# Task description
The data below is to be repeated in full, exactly as given.

# Provided information
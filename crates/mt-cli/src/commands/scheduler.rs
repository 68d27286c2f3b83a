//! Scheduler command implementation

use anyhow::{Context, Result};
use std::sync::Arc;
use std::time::Duration;

use crate::cli::{GlobalArgs, SchedulerArgs};
use crate::context::RuntimeContext;

/// Execute the scheduler command
pub async fn execute(args: &SchedulerArgs, global: &GlobalArgs) -> Result<()> {
    let ctx = RuntimeContext::new(global)?;
    let scheduler = ctx.scheduler();

    if args.once {
        let report = scheduler
            .check_timetable()
            .await
            .context("Scheduler tick failed")?;
        println!("{} job(s) ran, {} failed", report.ran, report.failed);
        return Ok(());
    }

    let interval = args
        .interval
        .map(Duration::from_secs)
        .unwrap_or_else(|| ctx.config.scheduler.interval());
    if interval.is_zero() {
        anyhow::bail!("--interval must be greater than zero");
    }

    println!(
        "Scheduler for '{}' running every {}s, Ctrl-C to stop",
        ctx.config.name,
        interval.as_secs()
    );
    let handle = Arc::new(scheduler).start(interval);
    tokio::signal::ctrl_c()
        .await
        .context("Failed to listen for Ctrl-C")?;
    handle.stop().await;
    println!("Scheduler stopped");
    Ok(())
}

# Result of the exercise
filename crates/mt-cli/src/commands/scheduler.rs
repository 68d27286c2f3b83a
//! Scheduler command implementation

use anyhow::{Context, Result};
use std::sync::Arc;
use std::time::Duration;

use crate::cli::{GlobalArgs, SchedulerArgs};
use crate::context::RuntimeContext;

/// Execute the scheduler command
pub async fn execute(args: &SchedulerArgs, global: &GlobalArgs) -> Result<()> {
    let ctx = RuntimeContext::new(global)?;
    let scheduler = ctx.scheduler();

    if args.once {
        let report = scheduler
            .check_timetable()
            .await
            .context("Scheduler tick failed")?;
        println!("{} job(s) ran, {} failed", report.ran, report.failed);
        return Ok(());
    }

    let interval = args
        .interval
        .map(Duration::from_secs)
        .unwrap_or_else(|| ctx.config.scheduler.interval());
    if interval.is_zero() {
        anyhow::bail!("--interval must be greater than zero");
    }

    println!(
        "Scheduler for '{}' running every {}s, Ctrl-C to stop",
        ctx.config.name,
        interval.as_secs()
    );
    let handle = Arc::new(scheduler).start(interval);
    tokio::signal::ctrl_c()
        .await
        .context("Failed to listen for Ctrl-C")?;
    handle.stop().await;
    println!("Scheduler stopped");
    Ok(())
}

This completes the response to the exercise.